Unlike the infrastructure-oriented stimulus of 2008, these plans are focused on “technology advancement, industrial upgrade, environment protections, consumption boost and people’s livelihood improvement,” according to Morgan Stanley’s Helen Qiao.
And these plans will draw their funding from Beijing, local governments, or through bond issuance, rather than bank lending.
But before we look at whether these plans really are new, and how we can gauge their effectiveness, here’s a look at how big the plans are and what they focus on via Morgan Stanley:
Ningbo, July 20
The government implemented stimulus measures to boost the industrial economy. This also included plans for a fun that would bolster small businesses and support tax cuts for certain companies. The plan also aims to promote investment in large industrial projects.
Nanjing, July 23
The government announced a plan to support consumption, infrastructure, emerging industries. It also includes support for first time home buyers and for affordable-housing, purchase of motor vehicles. The plan is also intended to support tourism.
Guizhou Province, July 22
The government announced initiatives totaling 3 trillion yuan to support over 2,300 proposed projects tied to eco-tourism.
Changsha, July 26
Changsha’s 829 billion investment plan is intended to develop urban development, transportation and upgrade industries.
Wuhan, August 15
Wuhan announced a 233 billion yuan proposal on industry upgrading and its transportation system.

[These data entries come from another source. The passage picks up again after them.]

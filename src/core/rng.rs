//! Deterministic random number generation for tile spawning.
//!
//! The engine's only randomness consumer is the spawner: it picks an empty
//! slot and a starting value (2 or 4) for each new tile. Wrapping the RNG
//! lets a game fix its seed so scripted test sequences spawn identical tiles.
//!
//! ## Usage
//!
//! ```
//! use twenty48::core::GameRng;
//!
//! let mut a = GameRng::new(42);
//! let mut b = GameRng::new(42);
//!
//! // Same seed, same draws
//! assert_eq!(a.gen_range_usize(0..16), b.gen_range_usize(0..16));
//! ```

use rand::{Rng, SeedableRng};
use rand_chacha::ChaCha8Rng;
use serde::{Deserialize, Serialize};

/// Deterministic RNG driving tile spawns.
///
/// Uses ChaCha8 for speed while maintaining cryptographic quality randomness.
#[derive(Clone, Debug)]
pub struct GameRng {
    inner: ChaCha8Rng,
    seed: u64,
}

impl GameRng {
    /// Create a new RNG with the given seed.
    #[must_use]
    pub fn new(seed: u64) -> Self {
        Self {
            inner: ChaCha8Rng::seed_from_u64(seed),
            seed,
        }
    }

    /// The seed this RNG was created with.
    #[must_use]
    pub fn seed(&self) -> u64 {
        self.seed
    }

    /// Generate a random usize in the given range.
    pub fn gen_range_usize(&mut self, range: std::ops::Range<usize>) -> usize {
        self.inner.gen_range(range)
    }

    /// Generate a random boolean with given probability of true.
    pub fn gen_bool(&mut self, probability: f64) -> bool {
        self.inner.gen_bool(probability)
    }

    /// Choose a random element from a slice.
    ///
    /// Returns `None` on an empty slice.
    #[must_use]
    pub fn choose<'a, T>(&mut self, slice: &'a [T]) -> Option<&'a T> {
        use rand::seq::SliceRandom;
        slice.choose(&mut self.inner)
    }

    /// Get the current state for serialization.
    #[must_use]
    pub fn state(&self) -> GameRngState {
        GameRngState {
            seed: self.seed,
            word_pos: self.inner.get_word_pos(),
        }
    }

    /// Restore from a saved state.
    #[must_use]
    pub fn from_state(state: &GameRngState) -> Self {
        let mut inner = ChaCha8Rng::seed_from_u64(state.seed);
        inner.set_word_pos(state.word_pos);
        Self {
            inner,
            seed: state.seed,
        }
    }
}

/// Serializable RNG state for checkpointing.
///
/// Uses ChaCha8 word position for O(1) serialization regardless of
/// how many random numbers have been generated.
#[derive(Clone, Debug, PartialEq, Eq, Serialize, Deserialize)]
pub struct GameRngState {
    /// Original seed
    pub seed: u64,
    /// ChaCha8 word position (128-bit counter)
    pub word_pos: u128,
}

#[cfg(test)]
mod tests {
    use super::*;

    #[test]
    fn test_determinism() {
        let mut rng1 = GameRng::new(42);
        let mut rng2 = GameRng::new(42);

        for _ in 0..100 {
            assert_eq!(rng1.gen_range_usize(0..1000), rng2.gen_range_usize(0..1000));
        }
    }

    #[test]
    fn test_different_seeds() {
        let mut rng1 = GameRng::new(1);
        let mut rng2 = GameRng::new(2);

        let seq1: Vec<_> = (0..10).map(|_| rng1.gen_range_usize(0..1000)).collect();
        let seq2: Vec<_> = (0..10).map(|_| rng2.gen_range_usize(0..1000)).collect();

        assert_ne!(seq1, seq2);
    }

    #[test]
    fn test_choose() {
        let mut rng = GameRng::new(42);
        let items = vec![1, 2, 3, 4, 5];

        let chosen = rng.choose(&items);
        assert!(chosen.is_some());
        assert!(items.contains(chosen.unwrap()));

        let empty: Vec<i32> = vec![];
        assert!(rng.choose(&empty).is_none());
    }

    #[test]
    fn test_gen_bool_extremes() {
        let mut rng = GameRng::new(42);

        for _ in 0..20 {
            assert!(rng.gen_bool(1.0));
            assert!(!rng.gen_bool(0.0));
        }
    }

    #[test]
    fn test_state_restore_continues_sequence() {
        let mut rng = GameRng::new(42);

        // Advance the RNG
        for _ in 0..100 {
            rng.gen_range_usize(0..1000);
        }

        let state = rng.state();
        let expected: Vec<_> = (0..10).map(|_| rng.gen_range_usize(0..1000)).collect();

        let mut restored = GameRng::from_state(&state);
        let actual: Vec<_> = (0..10).map(|_| restored.gen_range_usize(0..1000)).collect();

        assert_eq!(expected, actual);
    }

    #[test]
    fn test_state_serde() {
        let state = GameRngState {
            seed: 42,
            word_pos: 12345,
        };

        let json = serde_json::to_string(&state).unwrap();
        let deserialized: GameRngState = serde_json::from_str(&json).unwrap();

        assert_eq!(state, deserialized);
    }
}
use std::error::Error as StdError;
use std::fmt::{self, Display};
use std::io;
use std::result;

/// Kinds of errors produced while fetching a URL.
///
/// Every kind names the stage of the pipeline that failed. None of them are retried.
#[derive(Debug, thiserror::Error)]
pub enum ErrorKind {
    /// The command line did not contain exactly one URL.
    #[error("usage: client HOSTNAME:PORT/PATH")]
    Usage,
    /// The URL is not of the shape `HOSTNAME:PORT/PATH`.
    #[error("malformed url {input:?}: {reason}")]
    MalformedUrl {
        /// The raw input that was rejected.
        input: String,
        /// What is wrong with it.
        reason: &'static str,
    },
    /// The host could not be resolved or no connection could be established.
    #[error("connection failed: {0}")]
    Connection(#[source] io::Error),
    /// The formatted request does not fit in the request buffer.
    #[error("request of {size} bytes exceeds the maximum of {max} bytes")]
    RequestTooLarge {
        /// Size of the formatted request.
        size: usize,
        /// Configured maximum.
        max: usize,
    },
    /// Sending the request failed or stopped making progress.
    #[error("send failed: {0}")]
    Send(#[source] io::Error),
    /// Reading the response from the connection failed.
    #[error("receive failed: {0}")]
    Receive(#[source] io::Error),
    /// Writing the response to the output failed.
    #[error("output failed: {0}")]
    Output(#[source] io::Error),
}

/// A type that contains all the errors that can possibly occur while fetching a URL.
#[derive(Debug)]
pub struct Error(pub(crate) Box<ErrorKind>);

impl Error {
    /// Get a reference to the `ErrorKind` inside.
    pub fn kind(&self) -> &ErrorKind {
        &self.0
    }

    /// Consume this `Error` and get the `ErrorKind` inside.
    pub fn into_kind(self) -> ErrorKind {
        *self.0
    }

    /// Returns the underlying I/O error, if this error was caused by one.
    pub fn io_error(&self) -> Option<&io::Error> {
        match self.kind() {
            ErrorKind::Connection(err) | ErrorKind::Send(err) | ErrorKind::Receive(err) | ErrorKind::Output(err) => {
                Some(err)
            }
            _ => None,
        }
    }
}

impl Display for Error {
    fn fmt(&self, w: &mut fmt::Formatter) -> fmt::Result {
        Display::fmt(&self.0, w)
    }
}

impl StdError for Error {
    fn source(&self) -> Option<&(dyn StdError + 'static)> {
        self.0.source()
    }
}

impl From<ErrorKind> for Error {
    fn from(err: ErrorKind) -> Error {
        Error(Box::new(err))
    }
}

/// Wrapper for the `Result` type with an `Error`.
pub type Result<T = ()> = result::Result<T, Error>;

#[test]
fn test_display_names_stage() {
    let err = Error::from(ErrorKind::Send(io::ErrorKind::BrokenPipe.into()));
    assert!(err.to_string().starts_with("send failed"));

    let err = Error::from(ErrorKind::RequestTooLarge { size: 20000, max: 16384 });
    assert_eq!(
        err.to_string(),
        "request of 20000 bytes exceeds the maximum of 16384 bytes"
    );
}

#[test]
fn test_source_is_io_error() {
    let err = Error::from(ErrorKind::Receive(io::ErrorKind::ConnectionReset.into()));
    let source = err.source().and_then(|e| e.downcast_ref::<io::Error>());
    assert_eq!(source.map(|e| e.kind()), Some(io::ErrorKind::ConnectionReset));
    assert_eq!(err.io_error().map(|e| e.kind()), Some(io::ErrorKind::ConnectionReset));
}

#[test]
fn test_malformed_has_no_source() {
    let err = Error::from(ErrorKind::MalformedUrl {
        input: "example.com".into(),
        reason: "missing '/'",
    });
    assert!(err.source().is_none());
    assert!(err.io_error().is_none());
}

#[test]
fn test_into_kind() {
    let err = Error::from(ErrorKind::Usage);
    assert!(matches!(err.into_kind(), ErrorKind::Usage));

    match Error::from(ErrorKind::Connection(io::ErrorKind::ConnectionRefused.into())).into_kind() {
        ErrorKind::Connection(err) => assert_eq!(err.kind(), io::ErrorKind::ConnectionRefused),
        err => panic!("Unexpected error: {:?}", err),
    }
}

Guangdong province, August 20
Guangdong’s 1 trillion yuan initiative is intended to boost an ocean economy, with 177 key construction projects.
Chongquing, August 21
Chongquing’s planned 1.5 trillion industrial investment plan under its 12th five year plan is centered on seven major manufacturing industries, namely, electronics and information technology, automobiles, advanced machinery, chemicals, new materials, energy and consumer products. The target industry output is expected to be 3 trillion yuan by 2016.
Tianjin, August 22
Tianjin announced plans to invest 1.5 trillion yuan in 10 industries over the next four years. Most of the plan is covered under its 12th five year plan and covers 10 industries. The industry output is expected to be 4.05 trillion by 2016.
Are these plans new and how can their effectiveness be tracked?
It’s important to remember that these projects are meant to be rolled out over a period of time and largely come from the local 12th five year program, which means they aren’t all new.
With the slowdown in China however, their newness isn’t really relevant according to Qiao. Rather, what’s important is whether governments can roll these out soon since they would “offset the headwinds from external demand deceleration”.
Moreover, Qiao writes that the governments’ fiscal expenditure growth, loan growth, the share of medium-to-long-term loans, and bond issuance should help keep track of funding.
Meanwhile, the effectiveness can be gauged from important economic indicators like FAI growth and produce price inflation. But it’s unclear if these initiatives will be able to offset the immediate slowdown.